21. Lord Carnwath gave guidance on the meaning of "unduly harsh at [23] and
" 23. On the other hand the expression 'unduly harsh' seems clearly intended to introduce a higher hurdle than that of 'reasonableness' under Section 117B(6), taking account of the public interest in the deportation of foreign criminals. Further the word 'unduly' implies an element of comparison. It assumes that there is a 'due' level of 'harshness', that is a level which may be acceptable or justifiable in the relevant context. 'Unduly' implies something going beyond that level.
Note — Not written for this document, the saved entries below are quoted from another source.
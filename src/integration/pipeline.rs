//! CountingPipeline for combining a track source with the crossing engine.

use crate::crossing::{CrossingEngine, EngineConfig, FenceCounts, FenceRegistry, FrameReport};

use super::{IntoTracks, TrackSource};

/// Bundles any `TrackSource` with a `CrossingEngine` for end-to-end counting.
pub struct CountingPipeline<S: TrackSource> {
    source: S,
    engine: CrossingEngine,
}

impl<S: TrackSource> CountingPipeline<S> {
    /// Create a new counting pipeline with the given source, fences and config.
    pub fn new(source: S, registry: FenceRegistry, config: EngineConfig) -> Self {
        Self {
            source,
            engine: CrossingEngine::new(registry, config),
        }
    }

    /// Create a new counting pipeline with default engine configuration.
    pub fn with_default_config(source: S, registry: FenceRegistry) -> Self {
        Self::new(source, registry, EngineConfig::default())
    }

    /// Pull the next frame from the source and run it through the engine.
    ///
    /// Returns `Ok(None)` once the source is exhausted.
    pub fn process_next(&mut self) -> Result<Option<FrameReport>, S::Error> {
        match self.source.next_frame()? {
            Some(tracks) => Ok(Some(self.engine.update(tracks))),
            None => Ok(None),
        }
    }

    /// Run tracks obtained outside the source through the engine.
    pub fn push<T: IntoTracks>(&mut self, tracks: T) -> FrameReport {
        self.engine.update(tracks.into_tracks())
    }

    /// Drain the source, handing every report to `on_frame`, and return the
    /// final counters.
    pub fn run<F>(&mut self, mut on_frame: F) -> Result<Vec<FenceCounts>, S::Error>
    where
        F: FnMut(&FrameReport),
    {
        while let Some(report) = self.process_next()? {
            on_frame(&report);
        }
        Ok(self.engine.counts())
    }

    /// Get a reference to the underlying source.
    pub fn source(&self) -> &S {
        &self.source
    }

    /// Get a reference to the underlying engine.
    pub fn engine(&self) -> &CrossingEngine {
        &self.engine
    }

    /// Get a mutable reference to the underlying engine.
    pub fn engine_mut(&mut self) -> &mut CrossingEngine {
        &mut self.engine
    }
}
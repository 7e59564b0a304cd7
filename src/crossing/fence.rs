//! Virtual fences and the registry holding them for a run.

use log::{info, warn};
use serde::Serialize;

use crate::crossing::geometry::{Point, Segment};

/// Upper bound on fences an authoring component may produce.
pub const MAX_FENCES: usize = 3;

/// Fence identifier, assigned once at authoring time.
pub type FenceId = u32;

/// Crossing direction relative to a fence's orientation.
#[derive(Debug, Clone, Copy, PartialEq, Eq, Hash, Serialize)]
#[serde(rename_all = "lowercase")]
pub enum Direction {
    Forward,
    Backward,
}

impl Direction {
    pub fn as_str(&self) -> &'static str {
        match self {
            Self::Forward => "forward",
            Self::Backward => "backward",
        }
    }
}

/// A fixed boundary segment with its two directional counters.
///
/// `id` and `segment` are immutable after construction; the counters only
/// ever grow.
#[derive(Debug, Clone)]
pub struct Fence {
    id: FenceId,
    segment: Segment,
    count_forward: u64,
    count_backward: u64,
}

impl Fence {
    pub fn new(id: FenceId, segment: Segment) -> Self {
        Self {
            id,
            segment,
            count_forward: 0,
            count_backward: 0,
        }
    }

    pub fn from_points(id: FenceId, from: Point, to: Point) -> Self {
        Self::new(id, Segment::new(from, to))
    }

    #[inline]
    pub fn id(&self) -> FenceId {
        self.id
    }

    #[inline]
    pub fn segment(&self) -> &Segment {
        &self.segment
    }

    #[inline]
    pub fn count_forward(&self) -> u64 {
        self.count_forward
    }

    #[inline]
    pub fn count_backward(&self) -> u64 {
        self.count_backward
    }

    #[inline]
    pub fn count(&self, direction: Direction) -> u64 {
        match direction {
            Direction::Forward => self.count_forward,
            Direction::Backward => self.count_backward,
        }
    }

    /// Increment the counter for `direction` by one.
    pub fn record(&mut self, direction: Direction) {
        match direction {
            Direction::Forward => self.count_forward = self.count_forward.saturating_add(1),
            Direction::Backward => self.count_backward = self.count_backward.saturating_add(1),
        }
    }

    pub fn counts(&self) -> FenceCounts {
        FenceCounts {
            fence_id: self.id,
            forward: self.count_forward,
            backward: self.count_backward,
        }
    }
}

/// Snapshot of one fence's counters.
#[derive(Debug, Clone, Copy, PartialEq, Eq, Serialize)]
pub struct FenceCounts {
    pub fence_id: FenceId,
    pub forward: u64,
    pub backward: u64,
}

impl FenceCounts {
    pub fn total(&self) -> u64 {
        self.forward + self.backward
    }
}

/// Fixed set of fences for a run.
///
/// The registry accepts any number of fences, including none; the
/// [`MAX_FENCES`] limit is enforced by the authoring side.
#[derive(Debug, Clone, Default)]
pub struct FenceRegistry {
    fences: Vec<Fence>,
}

impl FenceRegistry {
    /// Fence ids must be unique; a repeated id keeps the first fence and the
    /// later ones are dropped with a warning.
    pub fn new(fences: Vec<Fence>) -> Self {
        let mut unique: Vec<Fence> = Vec::with_capacity(fences.len());
        for fence in fences {
            if unique.iter().any(|f| f.id == fence.id) {
                warn!("duplicate fence id {}; keeping the first definition", fence.id);
                continue;
            }
            if fence.segment.is_degenerate() {
                warn!("fence {} has coincident endpoints and will never be crossed", fence.id);
            }
            unique.push(fence);
        }
        let fences = unique;
        info!("fence registry initialized with {} fence(s)", fences.len());
        Self { fences }
    }

    pub fn empty() -> Self {
        Self::default()
    }

    #[inline]
    pub fn len(&self) -> usize {
        self.fences.len()
    }

    #[inline]
    pub fn is_empty(&self) -> bool {
        self.fences.is_empty()
    }

    pub fn fences(&self) -> &[Fence] {
        &self.fences
    }

    pub fn get(&self, id: FenceId) -> Option<&Fence> {
        self.fences.iter().find(|f| f.id == id)
    }

    /// Mutable access for the classifier. Ids and segments stay private, so
    /// only the counters can change through this.
    pub(crate) fn fences_mut(&mut self) -> &mut [Fence] {
        &mut self.fences
    }

    /// Record a crossing of fence `id` in `direction`. Returns `false` if no
    /// such fence exists.
    pub fn increment(&mut self, id: FenceId, direction: Direction) -> bool {
        match self.fences.iter_mut().find(|f| f.id == id) {
            Some(fence) => {
                fence.record(direction);
                true
            }
            None => false,
        }
    }

    pub fn counts(&self) -> Vec<FenceCounts> {
        self.fences.iter().map(Fence::counts).collect()
    }
}
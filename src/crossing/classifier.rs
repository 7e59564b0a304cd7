//! Crossing classification of a track's motion segment against a fence.

use log::debug;
use serde::Serialize;

use crate::crossing::fence::{Direction, Fence, FenceId};
use crate::crossing::geometry::{Segment, signed_angle_degrees};
use crate::crossing::track_state::TrackId;

/// Angular band (exclusive, degrees) counted as a forward crossing.
pub const FORWARD_BAND: (f64, f64) = (15.0, 165.0);
/// Angular band (exclusive, degrees) counted as a backward crossing.
pub const BACKWARD_BAND: (f64, f64) = (195.0, 345.0);

/// A motion segment intersecting a fence.
///
/// `direction` is `None` when the crossing angle falls in a dead zone: the
/// crossing is reported but no counter moved.
#[derive(Debug, Clone, Copy, PartialEq, Serialize)]
pub struct CrossingEvent {
    pub track_id: TrackId,
    pub fence_id: FenceId,
    pub direction: Option<Direction>,
    pub angle: f64,
}

impl CrossingEvent {
    #[inline]
    pub fn is_counted(&self) -> bool {
        self.direction.is_some()
    }
}

/// Map a crossing angle to a direction, or `None` inside the dead zones.
pub fn direction_for_angle(angle: f64) -> Option<Direction> {
    if angle > FORWARD_BAND.0 && angle < FORWARD_BAND.1 {
        Some(Direction::Forward)
    } else if angle > BACKWARD_BAND.0 && angle < BACKWARD_BAND.1 {
        Some(Direction::Backward)
    } else {
        None
    }
}

/// Angle of `motion` measured from the fence orientation, in `[0, 360)`.
#[inline]
pub fn crossing_angle(fence: &Segment, motion: &Segment) -> f64 {
    signed_angle_degrees(&fence.direction(), &motion.direction())
}

/// Test `motion` against `fence` and update the fence counters.
///
/// Each call with an intersecting, non-dead-zone motion increments a counter,
/// so the caller must invoke this once per (track, fence, frame).
pub fn classify(fence: &mut Fence, motion: &Segment, track_id: TrackId) -> Option<CrossingEvent> {
    if !motion.crosses(fence.segment()) {
        return None;
    }

    let angle = crossing_angle(fence.segment(), motion);
    let direction = direction_for_angle(angle);

    match direction {
        Some(d) => {
            fence.record(d);
            debug!(
                "track {} crossed fence {} {} at {:.1} deg",
                track_id,
                fence.id(),
                d.as_str(),
                angle
            );
        }
        None => debug!(
            "track {} grazed fence {} at {:.1} deg, not counted",
            track_id,
            fence.id(),
            angle
        ),
    }

    Some(CrossingEvent {
        track_id,
        fence_id: fence.id(),
        direction,
        angle,
    })
}

#[cfg(test)]
mod tests {
    use super::*;
    use crate::crossing::geometry::Point;

    fn seg(x0: f64, y0: f64, x1: f64, y1: f64) -> Segment {
        Segment::new(Point::new(x0, y0), Point::new(x1, y1))
    }

    fn horizontal_fence() -> Fence {
        Fence::new(1, seg(0.0, 0.0, 10.0, 0.0))
    }

    #[test]
    fn test_bands() {
        assert_eq!(direction_for_angle(0.0), None);
        assert_eq!(direction_for_angle(15.0), None);
        assert_eq!(direction_for_angle(15.1), Some(Direction::Forward));
        assert_eq!(direction_for_angle(90.0), Some(Direction::Forward));
        assert_eq!(direction_for_angle(165.0), None);
        assert_eq!(direction_for_angle(180.0), None);
        assert_eq!(direction_for_angle(195.0), None);
        assert_eq!(direction_for_angle(270.0), Some(Direction::Backward));
        assert_eq!(direction_for_angle(344.9), Some(Direction::Backward));
        assert_eq!(direction_for_angle(345.0), None);
    }

    #[test]
    fn test_forward_crossing() {
        let mut fence = horizontal_fence();
        let event = classify(&mut fence, &seg(5.0, -5.0, 5.0, 5.0), 3).unwrap();
        assert_eq!(event.direction, Some(Direction::Forward));
        assert_eq!(event.fence_id, 1);
        assert_eq!(event.track_id, 3);
        assert!((event.angle - 90.0).abs() < 1e-9);
        assert_eq!(fence.count_forward(), 1);
        assert_eq!(fence.count_backward(), 0);
    }

    #[test]
    fn test_backward_crossing() {
        let mut fence = horizontal_fence();
        let event = classify(&mut fence, &seg(5.0, 5.0, 5.0, -5.0), 3).unwrap();
        assert_eq!(event.direction, Some(Direction::Backward));
        assert!((event.angle - 270.0).abs() < 1e-9);
        assert_eq!(fence.count_forward(), 0);
        assert_eq!(fence.count_backward(), 1);
    }

    #[test]
    fn test_miss_has_no_side_effect() {
        let mut fence = horizontal_fence();
        assert!(classify(&mut fence, &seg(5.0, -5.0, 20.0, 5.0), 3).is_none());
        assert!(classify(&mut fence, &seg(5.0, 1.0, 5.0, 5.0), 3).is_none());
        assert_eq!(fence.counts().total(), 0);
    }

    #[test]
    fn test_zero_length_motion_never_crosses() {
        let mut fence = horizontal_fence();
        for p in [
            Point::new(5.0, 0.0),
            Point::new(0.0, 0.0),
            Point::new(5.0, 3.0),
            Point::new(-1.0, -1.0),
        ] {
            assert!(classify(&mut fence, &Segment::degenerate(p), 1).is_none());
        }
        assert_eq!(fence.counts().total(), 0);
    }

    #[test]
    fn test_dead_zone_reports_without_counting() {
        let mut fence = horizontal_fence();
        let (s, c) = 10f64.to_radians().sin_cos();
        let motion = seg(2.0, -0.5, 2.0 + 6.0 * c, -0.5 + 6.0 * s);

        let event = classify(&mut fence, &motion, 4).unwrap();
        assert!(!event.is_counted());
        assert!((event.angle - 10.0).abs() < 1e-6);
        assert_eq!(fence.counts().total(), 0);
    }

    #[test]
    fn test_reversal_flips_direction() {
        let motions = [
            seg(5.0, -5.0, 5.0, 5.0),
            seg(1.0, -3.0, 8.0, 2.0),
            seg(9.0, -1.0, 2.0, 4.0),
            seg(3.0, 2.0, 6.0, -7.0),
        ];
        for motion in motions {
            let fence = horizontal_fence();
            let a = crossing_angle(fence.segment(), &motion);
            let b = crossing_angle(fence.segment(), &motion.reversed());
            assert!((b - (a + 180.0) % 360.0).abs() < 1e-6);

            let forward = direction_for_angle(a);
            let backward = direction_for_angle(b);
            match forward {
                Some(Direction::Forward) => assert_eq!(backward, Some(Direction::Backward)),
                Some(Direction::Backward) => assert_eq!(backward, Some(Direction::Forward)),
                None => assert_eq!(backward, None),
            }
        }
    }

    #[test]
    fn test_repeated_calls_count_twice() {
        let mut fence = horizontal_fence();
        let motion = seg(5.0, -5.0, 5.0, 5.0);
        classify(&mut fence, &motion, 1);
        classify(&mut fence, &motion, 1);
        assert_eq!(fence.count_forward(), 2);
    }
}
//! Error types for fence authoring and configuration loading.

use std::path::PathBuf;

use thiserror::Error;

use crate::crossing::{FenceId, MAX_FENCES};

/// Rejected fence definitions.
#[derive(Debug, Error, Clone, PartialEq)]
pub enum FenceError {
    #[error("at most {max} fences are supported, got {count}")]
    TooMany { count: usize, max: usize },

    #[error("fence {id} has a non-finite endpoint")]
    NonFinite { id: FenceId },
}

impl FenceError {
    pub(crate) fn too_many(count: usize) -> Self {
        Self::TooMany {
            count,
            max: MAX_FENCES,
        }
    }
}

/// Failure to load or validate a counter configuration.
#[derive(Debug, Error)]
pub enum ConfigError {
    #[error("failed to read config file {path}: {source}")]
    Io {
        path: PathBuf,
        #[source]
        source: std::io::Error,
    },

    #[error("invalid config: {0}")]
    Parse(#[from] toml::de::Error),

    #[error("invalid value for {key}: {value:?}")]
    InvalidValue { key: &'static str, value: String },

    #[error(transparent)]
    Fence(#[from] FenceError),
}
use crate::crossing::geometry::Point;

/// Bounding box as reported by the tracker.
///
/// Stored as TLWH (top-left x, top-left y, width, height); the tracker side
/// usually hands over TLBR corners.
#[derive(Debug, Clone, Copy, Default, PartialEq)]
pub struct Rect {
    /// Top-left x coordinate
    pub x: f32,
    /// Top-left y coordinate
    pub y: f32,
    /// Width of the bounding box
    pub width: f32,
    /// Height of the bounding box
    pub height: f32,
}

impl Rect {
    /// Create a new Rect from top-left coordinates and dimensions (TLWH format).
    #[inline]
    pub fn new(x: f32, y: f32, width: f32, height: f32) -> Self {
        Self {
            x,
            y,
            width,
            height,
        }
    }

    /// Create a Rect from TLBR format (top-left x, top-left y, bottom-right x, bottom-right y).
    #[inline]
    pub fn from_tlbr(x1: f32, y1: f32, x2: f32, y2: f32) -> Self {
        Self {
            x: x1,
            y: y1,
            width: x2 - x1,
            height: y2 - y1,
        }
    }

    /// Create a Rect from center coordinates and dimensions.
    #[inline]
    pub fn from_xywh(cx: f32, cy: f32, width: f32, height: f32) -> Self {
        Self {
            x: cx - width / 2.0,
            y: cy - height / 2.0,
            width,
            height,
        }
    }

    /// Convert to TLBR format: (x1, y1, x2, y2).
    #[inline]
    pub fn to_tlbr(&self) -> [f32; 4] {
        [self.x, self.y, self.x + self.width, self.y + self.height]
    }

    /// Get the center point of the bounding box.
    #[inline]
    pub fn center(&self) -> (f32, f32) {
        (self.x + self.width / 2.0, self.y + self.height / 2.0)
    }

    /// Center point in pixel space, as used by the crossing kernel.
    #[inline]
    pub fn centroid(&self) -> Point {
        let (cx, cy) = self.center();
        Point::new(cx as f64, cy as f64)
    }

    #[inline]
    pub fn is_finite(&self) -> bool {
        self.x.is_finite() && self.y.is_finite() && self.width.is_finite() && self.height.is_finite()
    }
}

impl From<[f32; 4]> for Rect {
    /// Interprets the array as TLBR corners.
    fn from(tlbr: [f32; 4]) -> Self {
        Self::from_tlbr(tlbr[0], tlbr[1], tlbr[2], tlbr[3])
    }
}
The relevant context is that set by Section 117C(1), that is the public interest in the deportation of foreign criminals. One is looking for a degree of harshness going beyond what would necessarily be involved for any child faced with the deportation of a parent. What it does not require in my view (and subject to the discussion of the cases in the next section) is a balancing of relative levels of severity of the parent's offence, other than is inherent in the distinction drawn by the section itself by reference to length of sentence. Nor (contrary to the view of the Court of Appeal in IT (Jamaica) v Secretary of State for the Home Department [2016] EWCA Civ 932, [2017] 1 WLR 240, paragraphs 55, 64) can it be equated with a requirement to show 'very compelling reasons'. That would be in effect to replicate the additional test applied by Section 117C(6) with respect to sentences of four years or more."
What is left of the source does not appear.